Thomas, meanwhile, has played a decade in the NFL, all with the Eagles, but said he sensed an impending trade.
"This gives me a fresh start," Thomas said. "I know they expect me to come in and make plays, or they wouldn't have brought me in. I feel like they feel like I'm a play maker. I'll try to be a leader by example."
Thomas was signed by Philadelphia as a rookie free agent prior to the 1996 season out of Northern Illinois. He was never drafted, but on Sunday, "I told somebody I felt like I was a draft pick," he said, laughing.
Thomas, who goes by the nickname "Tank," started 12 games last season and played in all of them, finishing with 65 tackles, 37 solo.
New Orleans used its fifth round choice on Rob Ninkovich, who played two seasons at Purdue after two years in junior college. Ninkovich also has played often on special teams, even performing backup long-snapper duties in junior college.
"I'm really excited about the opportunity to play in the NFL and I'm going to make the best of my opportunity now that my foot's in the door," he said, adding he was looking forward to joining fellow Purdue alumnus Drew Brees.
Mueller noted that Ninkovich was recruited by Purdue at a tight end and has caught touchdown passes on short-yardage situations.
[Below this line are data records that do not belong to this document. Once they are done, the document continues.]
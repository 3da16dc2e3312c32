pub mod diff;
pub mod model;
pub mod workflow;

pub use model::{Revision, RevisionState, Significance};
pub use workflow::ReviewDecision;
In terms of his versatile mental approach to the game, he draws comparisons to New England's Mike Vrabel, Mueller said.
With the second pick of the sixth round, the Saints took the 6-foot, 210-pound Hass, a three-year starter for the Beavers who finished his college career with 3,924 yards receiving, a school record.
New Orleans had an additional sixth round pick which had been acquired from Green Bay, and used it on Lay. He started all 11 games for Pitt in 2005, finishing with 29 tackles and three interceptions. The Panthers named him their defensive most valuable player and he was named to the All-Big East Conference first team.
In the seventh and final round, the Saints had their regular pick and a compensatory selection. They took 6-foot-7, 349-pound Strief and the 6-4 Colston.
Mueller said the Saints will use Colston as a receiver, rather than a tight end, because of his speed.
"You look at our receiver group, we don't have a lot of big guys," Mueller said. "This guy brings a good speed-size combination. We get some depth there with a guy that gives us something different that we don't have in the size that he has and the potential he has to improve."
Mueller said Strief is an intelligent, tough, hardworking player and "a big human" who could play either right or left tackle.
In the first two rounds on Saturday, the Saints selected Southern Cal Heisman Trophy winner Reggie Bush and Alabama cornerback Roman Harper and also traded their original second-round pick for Cleveland center Jeff Faine.
It left them with more than enough players at some spots, such as safety and running back, with seven players at each position. They did not draft any linebackers, although they do have eight on the roster.
"I'm not going to sit here and say we addressed everything we set out to do because I don't know that we did that," Mueller said. "We added some good players. I'm really happy with the guys we got at the positions we got them. I think we got a lot better."